An employee of the defendant County of Nassau was operating a vehicle engaged in snow removal operations on a highway. Therefore, his performance of that activity is subject to the standard of Vehicle and Traffic Law § 1103 (b), which requires due regard for the safety of others and sets a recklessness standard in determining the liability to others arising from the performance of the work. In order for the plaintiff to recover damages for injuries caused by the operation of a vehicle subject to the provisions of Vehicle and Traffic Law § 1103 (b), the plaintiff "must show that the actor has intentionally done an act of an unreasonable character in disregard of a known or obvious risk that was so great as to make it highly probable that harm would follow and has done so with conscious indifference to the outcome" (Riley v County of Broome, 95 NY2d 455, 466 [2000] [citation and internal quotation marks omitted]; see Levine v GBE Contr. Corp., 2 AD3d 596 [2003]; Farese v Town of Carmel, 296 AD2d 436 [2002]).

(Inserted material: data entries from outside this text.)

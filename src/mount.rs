//! Mount composition --- [`MountFs`].
//!
//! A composer holds a root filesystem and a set of sub-filesystems
//! attached at directories. Paths route to the mount with the longest
//! matching prefix; errors coming back from a mounted filesystem have the
//! mount prefix restored, so callers always see the paths they passed in.
//! Mounts are never removed.

use std::sync::Arc;
use std::time::SystemTime;

use async_trait::async_trait;
use dashmap::DashMap;
use tokio::sync::Mutex;
use tracing::debug;

use crate::error::{link_error, path_error, ErrorKind, FsError, LinkError, PathError, Result};
use crate::fs::{
    dispatch, ChmodFs, ChownFs, ChtimesFs, CreateFs, DirEntry, File, FileInfo, FileMode, Fs,
    LstatFs, MkdirAllFs, MkdirFs, MountPointFs, OpenFileFs, OpenFlags, ReadDirFs, ReadFileFs,
    RemoveAllFs, RemoveFs, RenameFs, StatFs, SymlinkFs,
};
use crate::path;

/// A route resolved by the composer: the responsible filesystem, the
/// remapped sub-path, and the mount prefix to restore in errors.
struct Route {
    fs: Arc<dyn Fs>,
    sub_path: String,
    prefix: Option<String>,
}

/// Filesystem composing a root and any number of mounted sub-filesystems.
pub struct MountFs {
    root: Arc<dyn Fs>,
    mounts: DashMap<String, Arc<dyn Fs>>,
    add_lock: Mutex<()>,
}

impl MountFs {
    pub fn new(root: Arc<dyn Fs>) -> MountFs {
        MountFs { root, mounts: DashMap::new(), add_lock: Mutex::new(()) }
    }

    /// Attaches `fs` at `mount_path`, which must name an existing
    /// directory not already carrying a mount.
    pub async fn add_mount(&self, mount_path: &str, fs: Arc<dyn Fs>) -> Result<()> {
        if !path::valid(mount_path) || mount_path == path::ROOT {
            return Err(path_error("mount", mount_path, ErrorKind::Invalid));
        }
        let _guard = self.add_lock.lock().await;
        if self.mounts.contains_key(mount_path) {
            return Err(path_error("mount", mount_path, ErrorKind::Exist));
        }
        // The target must resolve, through any existing mounts, to a
        // directory.
        let info = self.stat_routed(mount_path).await?;
        if !info.is_dir() {
            return Err(path_error("mount", mount_path, ErrorKind::NotDir));
        }
        debug!(mount_path, "adding mount");
        self.mounts.insert(mount_path.to_owned(), fs);
        Ok(())
    }

    /// The currently mounted paths, in no particular order.
    pub fn mount_points(&self) -> Vec<String> {
        self.mounts.iter().map(|item| item.key().clone()).collect()
    }

    fn route(&self, name: &str) -> Route {
        let mut best: Option<(String, Arc<dyn Fs>)> = None;
        for item in self.mounts.iter() {
            if path::has_prefix(name, item.key()) {
                let longer =
                    best.as_ref().map_or(true, |(prev, _)| item.key().len() > prev.len());
                if longer {
                    best = Some((item.key().clone(), item.value().clone()));
                }
            }
        }
        match best {
            None => Route { fs: self.root.clone(), sub_path: name.to_owned(), prefix: None },
            Some((prefix, fs)) => {
                let sub_path =
                    path::strip_prefix(name, &prefix).unwrap_or(path::ROOT).to_owned();
                Route { fs, sub_path, prefix: Some(prefix) }
            }
        }
    }

    async fn stat_routed(&self, name: &str) -> Result<FileInfo> {
        let route = self.route(name);
        dispatch::stat(route.fs.as_ref(), &route.sub_path)
            .await
            .map_err(|err| restore(err, &route.prefix))
    }
}

/// Restores the mount prefix in error paths reported by a mounted
/// filesystem.
fn restore(err: FsError, prefix: &Option<String>) -> FsError {
    let Some(prefix) = prefix else { return err };
    match err {
        FsError::Path(PathError { op, path: reported, source }) => {
            FsError::Path(PathError { op, path: path::join(prefix, &reported), source })
        }
        FsError::Link(LinkError { op, old, new, source }) => FsError::Link(LinkError {
            op,
            old: path::join(prefix, &old),
            new: path::join(prefix, &new),
            source,
        }),
        other => other,
    }
}

#[async_trait]
impl Fs for MountFs {
    async fn open(&self, name: &str) -> Result<Box<dyn File>> {
        if !path::valid(name) {
            return Err(path_error("open", name, ErrorKind::Invalid));
        }
        let route = self.route(name);
        dispatch::open(route.fs.as_ref(), &route.sub_path)
            .await
            .map_err(|err| restore(err, &route.prefix))
    }

    fn as_open_file(&self) -> Option<&dyn OpenFileFs> {
        Some(self)
    }

    fn as_create(&self) -> Option<&dyn CreateFs> {
        Some(self)
    }

    fn as_mkdir(&self) -> Option<&dyn MkdirFs> {
        Some(self)
    }

    fn as_mkdir_all(&self) -> Option<&dyn MkdirAllFs> {
        Some(self)
    }

    fn as_read_dir(&self) -> Option<&dyn ReadDirFs> {
        Some(self)
    }

    fn as_remove(&self) -> Option<&dyn RemoveFs> {
        Some(self)
    }

    fn as_remove_all(&self) -> Option<&dyn RemoveAllFs> {
        Some(self)
    }

    fn as_rename(&self) -> Option<&dyn RenameFs> {
        Some(self)
    }

    fn as_symlink(&self) -> Option<&dyn SymlinkFs> {
        Some(self)
    }

    fn as_stat(&self) -> Option<&dyn StatFs> {
        Some(self)
    }

    fn as_lstat(&self) -> Option<&dyn LstatFs> {
        Some(self)
    }

    fn as_chmod(&self) -> Option<&dyn ChmodFs> {
        Some(self)
    }

    fn as_chown(&self) -> Option<&dyn ChownFs> {
        Some(self)
    }

    fn as_chtimes(&self) -> Option<&dyn ChtimesFs> {
        Some(self)
    }

    fn as_read_file(&self) -> Option<&dyn ReadFileFs> {
        Some(self)
    }

    fn as_mount(&self) -> Option<&dyn MountPointFs> {
        Some(self)
    }
}

impl MountPointFs for MountFs {
    fn mount(&self, name: &str) -> (Arc<dyn Fs>, String) {
        let route = self.route(name);
        (route.fs, route.sub_path)
    }
}

#[async_trait]
impl OpenFileFs for MountFs {
    async fn open_file(
        &self,
        name: &str,
        flags: OpenFlags,
        perm: FileMode,
    ) -> Result<Box<dyn File>> {
        if !path::valid(name) {
            return Err(path_error("open", name, ErrorKind::Invalid));
        }
        let route = self.route(name);
        dispatch::open_file(route.fs.as_ref(), &route.sub_path, flags, perm)
            .await
            .map_err(|err| restore(err, &route.prefix))
    }
}

#[async_trait]
impl CreateFs for MountFs {
    async fn create(&self, name: &str) -> Result<Box<dyn File>> {
        if !path::valid(name) {
            return Err(path_error("create", name, ErrorKind::Invalid));
        }
        let route = self.route(name);
        dispatch::create(route.fs.as_ref(), &route.sub_path)
            .await
            .map_err(|err| restore(err, &route.prefix))
    }
}

#[async_trait]
impl MkdirFs for MountFs {
    async fn mkdir(&self, name: &str, perm: FileMode) -> Result<()> {
        if !path::valid(name) {
            return Err(path_error("mkdir", name, ErrorKind::Invalid));
        }
        let route = self.route(name);
        dispatch::mkdir(route.fs.as_ref(), &route.sub_path, perm)
            .await
            .map_err(|err| restore(err, &route.prefix))
    }
}

#[async_trait]
impl MkdirAllFs for MountFs {
    async fn mkdir_all(&self, target: &str, perm: FileMode) -> Result<()> {
        if !path::valid(target) {
            return Err(path_error("mkdir", target, ErrorKind::Invalid));
        }
        let route = self.route(target);
        dispatch::mkdir_all(route.fs.as_ref(), &route.sub_path, perm)
            .await
            .map_err(|err| restore(err, &route.prefix))
    }
}

#[async_trait]
impl ReadDirFs for MountFs {
    async fn read_dir(&self, name: &str) -> Result<Vec<DirEntry>> {
        if !path::valid(name) {
            return Err(path_error("readdir", name, ErrorKind::Invalid));
        }
        let route = self.route(name);
        dispatch::read_dir(route.fs.as_ref(), &route.sub_path)
            .await
            .map_err(|err| restore(err, &route.prefix))
    }
}

#[async_trait]
impl RemoveFs for MountFs {
    async fn remove(&self, name: &str) -> Result<()> {
        if !path::valid(name) {
            return Err(path_error("remove", name, ErrorKind::Invalid));
        }
        let route = self.route(name);
        dispatch::remove(route.fs.as_ref(), &route.sub_path)
            .await
            .map_err(|err| restore(err, &route.prefix))
    }
}

#[async_trait]
impl RemoveAllFs for MountFs {
    async fn remove_all(&self, name: &str) -> Result<()> {
        if !path::valid(name) {
            return Err(path_error("remove", name, ErrorKind::Invalid));
        }
        let route = self.route(name);
        dispatch::remove_all(route.fs.as_ref(), &route.sub_path)
            .await
            .map_err(|err| restore(err, &route.prefix))
    }
}

#[async_trait]
impl RenameFs for MountFs {
    async fn rename(&self, old: &str, new: &str) -> Result<()> {
        if !path::valid(old) || !path::valid(new) {
            return Err(link_error("rename", old, new, ErrorKind::Invalid));
        }
        let old_route = self.route(old);
        let new_route = self.route(new);
        if !Arc::ptr_eq(&old_route.fs, &new_route.fs) {
            // Renames never cross a mount boundary.
            return Err(link_error("rename", old, new, ErrorKind::Invalid));
        }
        dispatch::rename(old_route.fs.as_ref(), &old_route.sub_path, &new_route.sub_path)
            .await
            .map_err(|err| restore(err, &old_route.prefix))
    }
}

#[async_trait]
impl SymlinkFs for MountFs {
    async fn symlink(&self, old: &str, new: &str) -> Result<()> {
        if !path::valid(new) {
            return Err(link_error("symlink", old, new, ErrorKind::Invalid));
        }
        let route = self.route(new);
        dispatch::symlink(route.fs.as_ref(), old, &route.sub_path)
            .await
            .map_err(|err| restore(err, &route.prefix))
    }
}

#[async_trait]
impl StatFs for MountFs {
    async fn stat(&self, name: &str) -> Result<FileInfo> {
        if !path::valid(name) {
            return Err(path_error("stat", name, ErrorKind::Invalid));
        }
        self.stat_routed(name).await
    }
}

#[async_trait]
impl LstatFs for MountFs {
    async fn lstat(&self, name: &str) -> Result<FileInfo> {
        if !path::valid(name) {
            return Err(path_error("lstat", name, ErrorKind::Invalid));
        }
        let route = self.route(name);
        dispatch::lstat(route.fs.as_ref(), &route.sub_path)
            .await
            .map_err(|err| restore(err, &route.prefix))
    }
}

#[async_trait]
impl ChmodFs for MountFs {
    async fn chmod(&self, name: &str, mode: FileMode) -> Result<()> {
        if !path::valid(name) {
            return Err(path_error("chmod", name, ErrorKind::Invalid));
        }
        let route = self.route(name);
        dispatch::chmod(route.fs.as_ref(), &route.sub_path, mode)
            .await
            .map_err(|err| restore(err, &route.prefix))
    }
}

#[async_trait]
impl ChownFs for MountFs {
    async fn chown(&self, name: &str, uid: u32, gid: u32) -> Result<()> {
        if !path::valid(name) {
            return Err(path_error("chown", name, ErrorKind::Invalid));
        }
        let route = self.route(name);
        dispatch::chown(route.fs.as_ref(), &route.sub_path, uid, gid)
            .await
            .map_err(|err| restore(err, &route.prefix))
    }
}

#[async_trait]
impl ChtimesFs for MountFs {
    async fn chtimes(
        &self,
        name: &str,
        atime: Option<SystemTime>,
        mtime: Option<SystemTime>,
    ) -> Result<()> {
        if !path::valid(name) {
            return Err(path_error("chtimes", name, ErrorKind::Invalid));
        }
        let route = self.route(name);
        dispatch::chtimes(route.fs.as_ref(), &route.sub_path, atime, mtime)
            .await
            .map_err(|err| restore(err, &route.prefix))
    }
}

#[async_trait]
impl ReadFileFs for MountFs {
    async fn read_file(&self, name: &str) -> Result<Vec<u8>> {
        if !path::valid(name) {
            return Err(path_error("open", name, ErrorKind::Invalid));
        }
        let route = self.route(name);
        dispatch::read_file(route.fs.as_ref(), &route.sub_path)
            .await
            .map_err(|err| restore(err, &route.prefix))
    }
}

The County failed to establish its prima facie entitlement to judgment as matter of law by[*2]"tendering sufficient evidence to demonstrate the absence of any material issues of fact" (Alvarez v Prospect Hosp., 68 NY2d 320, 324 [1986]). The record presents triable issues of fact as to the County employee's conduct in the course of plowing snow, thereby precluding summary judgment (see O'Keeffe v State of New York, 40 AD3d 607 [2007]). Skelos, J.P., Angiolillo, Leventhal and Belen, JJ., concur.